En octobre dernier, le cabinet-conseil Activate a réalisé une étude très intéressante sur les messageries instantanées et les différences entre les services asiatiques et leurs homologues occidentaux. L'une des conclusions de cette étude était la capacité largement supérieure des messageries chinoises, coréennes et japonaises de monétisation de l'audience : grâce à des services d'échange d'argent ou d'organisation de transport, de commerce en ligne ou encore de divertissement (jeux, vidéo, musique), ces applications génèrent plusieurs dollars de revenus par mois par utilisateur, quand les meilleurs élèves américains et européens parviennent (difficilement) à quelques cents. Soit plus de 100 fois moins pour le meilleur d'entre eux.
Une nébuleuse de la messagerie
Quelques semaines plus tard, le 26 novembre dernier, le magazine high-tech en ligne TechCrunch a réalisé un portrait également très intéressant de WeChat, le service en ligne phare du groupe Tencent. Positionné en troisième position des messageries instantanées au niveau mondial (devant QQ Mobile, également de Tencent, et derrière WhatsApp et Facebook Messenger), mais leader du continent asiatique, avec 600 millions d'utilisateurs, dont 570 millions utilisent le service tous les jours, WeChat est apparu en ligne en 2011 seulement. Le taux de pénétration de WeChat dans les villes chinoises de plus de 10 millions d'habitants dépassent les 90 %.
La journaliste de TechCrunch, qui réside à Hong Kong, raconte qu'à l'époque elle est allée à Shenzhen pour rencontrer un ami qui travaillait justement sur WeChat. En rentrant chez elle, elle installe l'application sur l'iPad de sa mère. Et en quelques instants, cette utilisatrice senior, qui ne sait pas éteindre sa tablette, a tout de suite été capable de prendre en main l'application. C'est la grande force de WeChat.

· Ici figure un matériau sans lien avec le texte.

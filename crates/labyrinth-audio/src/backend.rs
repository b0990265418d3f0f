//! Low-level audio engine interface.
//!
//! [`AudioBackend`] is the narrow, handle-based API the rest of the crate
//! consumes: sounds, channels, channel groups, DSP units, occlusion geometry
//! and reverb regions. Every call returns an [`EngineResult`]; the facade in
//! [`crate::system`] is the only caller and funnels each result through a
//! single check point.
//!
//! # Architecture
//!
//! ```text
//! ┌──────────┐  ┌──────────────┐  ┌────────────────┐  ┌────────────┐
//! │ Sound3D  │  │ SoundGroup3D │  │AcousticGeometry│  │ ReverbZone │
//! └────┬─────┘  └──────┬───────┘  └───────┬────────┘  └─────┬──────┘
//!      └───────────────┴─────────┬────────┴─────────────────┘
//!                                ▼
//!                     ┌─────────────────────┐
//!                     │ AudioSystem (check) │
//!                     └──────────┬──────────┘
//!                                ▼
//!                     ┌─────────────────────┐
//!                     │  dyn AudioBackend   │
//!                     └─────────────────────┘
//! ```

use std::path::Path;

use glam::Vec3;
use serde::{Deserialize, Serialize};

use labyrinth_common::{
    ChannelGroupId, ChannelId, DspId, EngineResult, GeometryId, ReverbId, SoundId,
};

use crate::dsp::DspType;
use crate::presets::ReverbProperties;

/// Loop count meaning "loop forever".
pub const LOOP_FOREVER: i32 = -1;

/// Loop count meaning "play once".
pub const LOOP_ONCE: i32 = 0;

/// Number of reverb instances a channel can send to.
pub const REVERB_INSTANCES: usize = 4;

/// How a sound asset is opened.
#[derive(Debug, Clone, Copy, PartialEq, Eq, Default)]
pub struct SoundMode {
    /// Positioned in 3D space (distance attenuation, doppler, occlusion).
    pub positional: bool,
    /// Honors channel loop counts.
    pub looping: bool,
}

impl SoundMode {
    /// Positional, loopable sound: the mode every `Sound3D` uses.
    pub const POSITIONAL_LOOP: Self = Self {
        positional: true,
        looping: true,
    };
}

/// Directional cone of a channel.
#[derive(Debug, Clone, Copy, PartialEq, Serialize, Deserialize)]
pub struct ConeSettings {
    /// Inside cone angle in degrees (full volume).
    pub inside_angle: f32,
    /// Outside cone angle in degrees (attenuated to `outside_volume`).
    pub outside_angle: f32,
    /// Volume outside the outer cone (0.0-1.0).
    pub outside_volume: f32,
}

impl Default for ConeSettings {
    fn default() -> Self {
        Self {
            inside_angle: 360.0,
            outside_angle: 360.0,
            outside_volume: 1.0,
        }
    }
}

/// Global 3D settings, set and read as one unit by the engine.
#[derive(Debug, Clone, Copy, PartialEq, Serialize, Deserialize)]
pub struct Settings3D {
    /// Doppler pitch-shift multiplier.
    pub doppler_scale: f32,
    /// World units per meter.
    pub distance_factor: f32,
    /// Distance attenuation multiplier.
    pub rolloff_scale: f32,
}

impl Default for Settings3D {
    fn default() -> Self {
        Self {
            doppler_scale: 1.0,
            distance_factor: 1.0,
            rolloff_scale: 1.0,
        }
    }
}

/// Listener position and orientation.
#[derive(Debug, Clone, Copy, PartialEq)]
pub struct ListenerAttributes {
    /// World position.
    pub position: Vec3,
    /// Velocity in world units per second.
    pub velocity: Vec3,
    /// Forward basis vector.
    pub forward: Vec3,
    /// Up basis vector.
    pub up: Vec3,
}

impl Default for ListenerAttributes {
    fn default() -> Self {
        Self {
            position: Vec3::ZERO,
            velocity: Vec3::ZERO,
            forward: Vec3::Z,
            up: Vec3::Y,
        }
    }
}

/// Direct and reverb occlusion between two points (0.0 = open, 1.0 = blocked).
#[derive(Debug, Clone, Copy, PartialEq, Default)]
pub struct Occlusion {
    /// Attenuation of the direct path.
    pub direct: f32,
    /// Attenuation of the reverb path.
    pub reverb: f32,
}

/// Handle-based low-level audio engine.
///
/// Implementations own every engine-side object; callers only ever hold the
/// generational ids. Any call on a handle whose object is gone returns
/// [`labyrinth_common::EngineCode::InvalidHandle`].
pub trait AudioBackend: Send {
    // ============================================
    // System
    // ============================================

    /// Engine version number.
    fn version(&self) -> EngineResult<u32>;

    /// Advance mixing by `dt` seconds.
    fn update(&mut self, dt: f32) -> EngineResult<()>;

    /// Replace the global 3D settings.
    fn set_3d_settings(&mut self, settings: Settings3D) -> EngineResult<()>;

    /// Read the global 3D settings.
    fn settings_3d(&self) -> EngineResult<Settings3D>;

    /// Set the listener attributes.
    fn set_listener(&mut self, listener: ListenerAttributes) -> EngineResult<()>;

    /// Read the listener attributes.
    fn listener(&self) -> EngineResult<ListenerAttributes>;

    // ============================================
    // Sounds
    // ============================================

    /// Open a sound asset.
    fn create_sound(&mut self, path: &Path, mode: SoundMode) -> EngineResult<SoundId>;

    /// Length of a sound in milliseconds, if known.
    fn sound_length_ms(&self, sound: SoundId) -> EngineResult<Option<u32>>;

    /// Release a sound. Channels playing it are stopped.
    fn release_sound(&mut self, sound: SoundId) -> EngineResult<()>;

    /// Start a sound on a new channel.
    fn play_sound(
        &mut self,
        sound: SoundId,
        group: Option<ChannelGroupId>,
        paused: bool,
    ) -> EngineResult<ChannelId>;

    // ============================================
    // Channels
    // ============================================

    /// Whether the channel is alive (paused channels count as playing).
    fn channel_is_playing(&self, channel: ChannelId) -> EngineResult<bool>;

    /// Stop the channel and free its slot.
    fn channel_stop(&mut self, channel: ChannelId) -> EngineResult<()>;

    /// Channel's own paused flag.
    fn channel_paused(&self, channel: ChannelId) -> EngineResult<bool>;

    /// Set the channel's paused flag.
    fn channel_set_paused(&mut self, channel: ChannelId, paused: bool) -> EngineResult<()>;

    /// Playback position in milliseconds.
    fn channel_position_ms(&self, channel: ChannelId) -> EngineResult<u32>;

    /// Seek to a position in milliseconds.
    fn channel_set_position_ms(&mut self, channel: ChannelId, position: u32) -> EngineResult<()>;

    /// Remaining loop count ([`LOOP_FOREVER`] = infinite).
    fn channel_loop_count(&self, channel: ChannelId) -> EngineResult<i32>;

    /// Set the loop count.
    fn channel_set_loop_count(&mut self, channel: ChannelId, count: i32) -> EngineResult<()>;

    /// Linear volume.
    fn channel_volume(&self, channel: ChannelId) -> EngineResult<f32>;

    /// Set linear volume.
    fn channel_set_volume(&mut self, channel: ChannelId, volume: f32) -> EngineResult<()>;

    /// Pitch multiplier.
    fn channel_pitch(&self, channel: ChannelId) -> EngineResult<f32>;

    /// Set the pitch multiplier.
    fn channel_set_pitch(&mut self, channel: ChannelId, pitch: f32) -> EngineResult<()>;

    /// Playback frequency in Hz.
    fn channel_frequency(&self, channel: ChannelId) -> EngineResult<f32>;

    /// Set the playback frequency in Hz.
    fn channel_set_frequency(&mut self, channel: ChannelId, frequency: f32) -> EngineResult<()>;

    /// Mute flag.
    fn channel_mute(&self, channel: ChannelId) -> EngineResult<bool>;

    /// Set the mute flag.
    fn channel_set_mute(&mut self, channel: ChannelId, mute: bool) -> EngineResult<()>;

    /// 3D position and velocity.
    fn channel_3d_attributes(&self, channel: ChannelId) -> EngineResult<(Vec3, Vec3)>;

    /// Set 3D position and velocity.
    fn channel_set_3d_attributes(
        &mut self,
        channel: ChannelId,
        position: Vec3,
        velocity: Vec3,
    ) -> EngineResult<()>;

    /// Cone orientation.
    fn channel_3d_cone_orientation(&self, channel: ChannelId) -> EngineResult<Vec3>;

    /// Set the cone orientation.
    fn channel_set_3d_cone_orientation(
        &mut self,
        channel: ChannelId,
        orientation: Vec3,
    ) -> EngineResult<()>;

    /// Cone angles and outside volume.
    fn channel_3d_cone_settings(&self, channel: ChannelId) -> EngineResult<ConeSettings>;

    /// Set cone angles and outside volume.
    fn channel_set_3d_cone_settings(
        &mut self,
        channel: ChannelId,
        cone: ConeSettings,
    ) -> EngineResult<()>;

    /// Minimum and maximum attenuation distance.
    fn channel_3d_min_max_distance(&self, channel: ChannelId) -> EngineResult<(f32, f32)>;

    /// Set minimum and maximum attenuation distance.
    fn channel_set_3d_min_max_distance(
        &mut self,
        channel: ChannelId,
        min: f32,
        max: f32,
    ) -> EngineResult<()>;

    /// Send level to a reverb instance.
    fn channel_reverb_wet(&self, channel: ChannelId, instance: usize) -> EngineResult<f32>;

    /// Set the send level to a reverb instance.
    fn channel_set_reverb_wet(
        &mut self,
        channel: ChannelId,
        instance: usize,
        wet: f32,
    ) -> EngineResult<()>;

    /// Insert a DSP into the channel chain at `index`.
    fn channel_add_dsp(&mut self, channel: ChannelId, index: usize, dsp: DspId)
        -> EngineResult<()>;

    /// DSP at `index` in the channel chain.
    fn channel_dsp(&self, channel: ChannelId, index: usize) -> EngineResult<DspId>;

    /// Number of DSPs in the channel chain.
    fn channel_num_dsps(&self, channel: ChannelId) -> EngineResult<usize>;

    /// Move the channel into a group (`None` = master).
    fn channel_set_group(
        &mut self,
        channel: ChannelId,
        group: Option<ChannelGroupId>,
    ) -> EngineResult<()>;

    /// Group the channel belongs to (`None` = master).
    fn channel_group(&self, channel: ChannelId) -> EngineResult<Option<ChannelGroupId>>;

    // ============================================
    // Channel groups
    // ============================================

    /// Create a named channel group.
    fn create_channel_group(&mut self, name: &str) -> EngineResult<ChannelGroupId>;

    /// Release a group; its channels fall back to master.
    fn release_channel_group(&mut self, group: ChannelGroupId) -> EngineResult<()>;

    /// Stop every channel in the group.
    fn group_stop(&mut self, group: ChannelGroupId) -> EngineResult<()>;

    /// Group paused flag.
    fn group_paused(&self, group: ChannelGroupId) -> EngineResult<bool>;

    /// Set the group paused flag.
    fn group_set_paused(&mut self, group: ChannelGroupId, paused: bool) -> EngineResult<()>;

    /// Whether any channel in the group is alive.
    fn group_is_playing(&self, group: ChannelGroupId) -> EngineResult<bool>;

    /// Group volume.
    fn group_volume(&self, group: ChannelGroupId) -> EngineResult<f32>;

    /// Set group volume.
    fn group_set_volume(&mut self, group: ChannelGroupId, volume: f32) -> EngineResult<()>;

    /// Group mute flag.
    fn group_mute(&self, group: ChannelGroupId) -> EngineResult<bool>;

    /// Set the group mute flag.
    fn group_set_mute(&mut self, group: ChannelGroupId, mute: bool) -> EngineResult<()>;

    /// Group pitch multiplier.
    fn group_pitch(&self, group: ChannelGroupId) -> EngineResult<f32>;

    /// Set the group pitch multiplier.
    fn group_set_pitch(&mut self, group: ChannelGroupId, pitch: f32) -> EngineResult<()>;

    // ============================================
    // DSP
    // ============================================

    /// Create a DSP unit.
    fn create_dsp(&mut self, kind: DspType) -> EngineResult<DspId>;

    /// Release a DSP unit, detaching it from every chain.
    fn release_dsp(&mut self, dsp: DspId) -> EngineResult<()>;

    /// Type of a DSP unit.
    fn dsp_type(&self, dsp: DspId) -> EngineResult<DspType>;

    /// Read a float parameter.
    fn dsp_parameter(&self, dsp: DspId, index: usize) -> EngineResult<f32>;

    /// Write a float parameter.
    fn dsp_set_parameter(&mut self, dsp: DspId, index: usize, value: f32) -> EngineResult<()>;

    // ============================================
    // Geometry
    // ============================================

    /// Allocate a geometry object with fixed capacity.
    fn create_geometry(&mut self, max_polygons: usize, max_vertices: usize)
        -> EngineResult<GeometryId>;

    /// Add a polygon; returns its index.
    fn geometry_add_polygon(
        &mut self,
        geometry: GeometryId,
        direct_occlusion: f32,
        reverb_occlusion: f32,
        double_sided: bool,
        vertices: &[Vec3],
    ) -> EngineResult<usize>;

    /// Number of polygons added so far.
    fn geometry_num_polygons(&self, geometry: GeometryId) -> EngineResult<usize>;

    /// Declared `(max_polygons, max_vertices)`.
    fn geometry_max_polygons(&self, geometry: GeometryId) -> EngineResult<(usize, usize)>;

    /// World position.
    fn geometry_position(&self, geometry: GeometryId) -> EngineResult<Vec3>;

    /// Set the world position.
    fn geometry_set_position(&mut self, geometry: GeometryId, position: Vec3) -> EngineResult<()>;

    /// Orientation as `(forward, up)`.
    fn geometry_rotation(&self, geometry: GeometryId) -> EngineResult<(Vec3, Vec3)>;

    /// Set the orientation.
    fn geometry_set_rotation(
        &mut self,
        geometry: GeometryId,
        forward: Vec3,
        up: Vec3,
    ) -> EngineResult<()>;

    /// Scale.
    fn geometry_scale(&self, geometry: GeometryId) -> EngineResult<Vec3>;

    /// Set the scale.
    fn geometry_set_scale(&mut self, geometry: GeometryId, scale: Vec3) -> EngineResult<()>;

    /// Active flag.
    fn geometry_active(&self, geometry: GeometryId) -> EngineResult<bool>;

    /// Set the active flag.
    fn geometry_set_active(&mut self, geometry: GeometryId, active: bool) -> EngineResult<()>;

    /// Release a geometry object.
    fn release_geometry(&mut self, geometry: GeometryId) -> EngineResult<()>;

    /// Occlusion between a listener and a source through all active geometry.
    fn geometry_occlusion(&self, listener: Vec3, source: Vec3) -> EngineResult<Occlusion>;

    // ============================================
    // Reverb
    // ============================================

    /// Create a 3D reverb region.
    fn create_reverb(&mut self) -> EngineResult<ReverbId>;

    /// Reverb properties.
    fn reverb_properties(&self, reverb: ReverbId) -> EngineResult<ReverbProperties>;

    /// Replace reverb properties.
    fn reverb_set_properties(
        &mut self,
        reverb: ReverbId,
        properties: &ReverbProperties,
    ) -> EngineResult<()>;

    /// Position and falloff radii as `(position, min, max)`.
    fn reverb_3d_attributes(&self, reverb: ReverbId) -> EngineResult<(Vec3, f32, f32)>;

    /// Set position and falloff radii.
    fn reverb_set_3d_attributes(
        &mut self,
        reverb: ReverbId,
        position: Vec3,
        min_distance: f32,
        max_distance: f32,
    ) -> EngineResult<()>;

    /// Active flag.
    fn reverb_active(&self, reverb: ReverbId) -> EngineResult<bool>;

    /// Set the active flag.
    fn reverb_set_active(&mut self, reverb: ReverbId, active: bool) -> EngineResult<()>;

    /// Release a reverb region.
    fn release_reverb(&mut self, reverb: ReverbId) -> EngineResult<()>;
}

Incontournable et rentable
L'autre grande force de WeChat est de proposer un ensemble complet de services complémentaires et rémunérateurs. Le groupe Tencent a agrémenté WeChat de plusieurs ersatz d'applications qui existent déjà : échange d'argent, moyen de paiement (via un système de QR Code), organisation de transport privatif (type Uber), centre commercial virtuel avec des corners marchands partenaires, services clients en ligne et interactif, messagerie b-to-b, banques de détail, levée de fonds participative, site de rencontre, recherche d'appartement, recherche d'emploi, etc. Et pas uniquement en Chine, mais aussi aux États unis, en Afrique et en Asie du Sud-Est. Il y a quelques jours, nous évoquions dans nos colonnes WU Connect, une plate-forme d'échange d'argent créée par Western Union. Le premier partenaire de ce service est justement WeChat. Il n'y a pas de mystère.
En multipliant les services payants, WeChat est devenue une plate-forme incontournable, aussi bien en Asie, que dans les zones économiques émergentes, comme l'Asie du Sud-Est, le Moyen-Orient et l'Afrique. Mais le développement de son audience y dépend aussi de celle de la téléphonie et des smartphones. Dans une étude récente de GfK, ces zones sont aujourd'hui les moteurs de la croissance mondiale du marché des smartphones. Mais la pénétration y est encore faible. Alors l'usage de services payants est encore loin. Alors que dans les pays développés occidentaux, les smartphones sont bien implantés et les messageries instantanées ne monétisent pas leur audience. Ces pays représentent donc un formidable relais de croissance. D'où la question évoquée dans notre titre : serons-nous tous, un jour, des utilisateurs de WeChat.
L'occident : un terrain de conquête ?
Tencent risque cependant de rencontrer trois problèmes majeurs. D'abord, un problème de notoriété. Face à Facebook Messenger, Snapchat, BBM, Hangouts et surtout WhatsApp, leader mondial en audience, WeChat devra imposer sa marque auprès du grand public, voire même de lier des accords commerciaux avec des constructeurs de mobile pour être préembarqué dans leurs téléphones. Ensuite, les messageries instantanées occidentales essaient de monétiser leur audience, mais jusqu'ici sans succès. Elles ont essayé, mais les usagers occidentaux ne sont culturellement pas prêts à passer du statut de consommateur à celui de client. Surtout quand le service se revendique gratuit.
Enfin, WeChat, comme beaucoup de services chinois (et asiatiques en général), doit adapter ses contenus et ses produits pour ce public. Certaines marques de smartphones chinoises, Meizu particulièrement (que ce soit avec l'antique MX3, le récent M2 Note, ou le dernier MX5), négligent ce paramètre. Et cela pourrait s'avérer contre-productif. Les industriels asiatiques ont cependant montré à de nombreuses reprises une capacité d'adaptation hors-norme. Il ne serait donc pas étonnant que WeChat parvienne à déjouer tous ces pièges.